Your answer must be one number: the count of lines below that hold the word "SyncOptions".
---+---
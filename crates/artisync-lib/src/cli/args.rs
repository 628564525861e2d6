use clap::{ArgAction, Parser};
use tracing::Level;
use tracing_subscriber;

/// Sync options as given on the command line, before configuration is loaded.
#[derive(Debug, Clone, Default)]
pub struct SyncOptions {
    pub config_path: Option<String>,
    pub workspace: Option<String>,
    pub feed_url: Option<String>,
    pub artifact_subpath: Option<String>,
    pub artifacts: Vec<String>,
    pub best_effort: bool,
    pub report_path: Option<String>,
}

pub struct Args {
    pub options: SyncOptions,
    pub log_level: Level,
}

#[derive(Debug, Parser)]
#[command(
    name = "artisync",
    version,
    about = "Download the libraries published by the last successful build of a CI job"
)]
struct Cli {
    #[arg(
        short = 'v',
        long = "verbose",
        help = "Sets the level of verbosity",
        action = ArgAction::Count
    )]
    verbose: u8,

    #[arg(
        short = 'c',
        long = "config",
        value_name = "FILE",
        help = "Optional config file (YAML, TOML or JSON)"
    )]
    config: Option<String>,

    #[arg(
        short = 'w',
        long = "workspace",
        value_name = "DIR",
        help = "Overrides the workspace root (default: $WORKSPACE)"
    )]
    workspace: Option<String>,

    #[arg(
        long = "feed-url",
        value_name = "URL",
        help = "Overrides the build status feed URL"
    )]
    feed_url: Option<String>,

    #[arg(
        long = "artifact-subpath",
        value_name = "PATH",
        help = "Overrides the artifact directory path relative to the build URL"
    )]
    artifact_subpath: Option<String>,

    #[arg(
        short = 'm',
        long = "artifact",
        value_name = "NAME",
        help = "Replaces the artifact manifest (repeat or use comma-separated values)",
        action = ArgAction::Append,
        value_delimiter = ','
    )]
    artifacts: Vec<String>,

    #[arg(
        long = "best-effort",
        help = "Attempt every artifact even after a download fails"
    )]
    best_effort: bool,

    #[arg(
        long = "report",
        value_name = "FILE",
        help = "Writes a JSON report of every download attempt"
    )]
    report: Option<String>,
}

pub fn parse_args() -> Args {
    let cli = Cli::parse();

    let log_level = match cli.verbose {
        0 => Level::INFO,
        1 => Level::DEBUG,
        _ => Level::TRACE,
    };

    tracing_subscriber::fmt()
        .with_max_level(log_level)
        .with_env_filter(
            tracing_subscriber::EnvFilter::builder()
                .with_default_directive(log_level.into())
                .from_env_lossy(),
        )
        .init();

    let options = SyncOptions {
        config_path: cli.config,
        workspace: cli.workspace,
        feed_url: cli.feed_url,
        artifact_subpath: cli.artifact_subpath,
        artifacts: cli.artifacts,
        best_effort: cli.best_effort,
        report_path: cli.report,
    };

    Args { options, log_level }
}

#[cfg(test)]
mod tests {
    use super::*;

    #[test]
    fn test_cli_definition_is_consistent() {
        use clap::CommandFactory;
        Cli::command().debug_assert();
    }

    #[test]
    fn test_artifacts_accept_repeats_and_commas() {
        let cli = Cli::try_parse_from([
            "artisync",
            "-m",
            "a.jar,b.jar",
            "--artifact",
            "c.zip",
            "-vv",
            "--best-effort",
        ])
        .unwrap();

        assert_eq!(cli.artifacts, vec!["a.jar", "b.jar", "c.zip"]);
        assert_eq!(cli.verbose, 2);
        assert!(cli.best_effort);
        assert!(cli.config.is_none());
    }
}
---+---
▶ **Written answer**: 3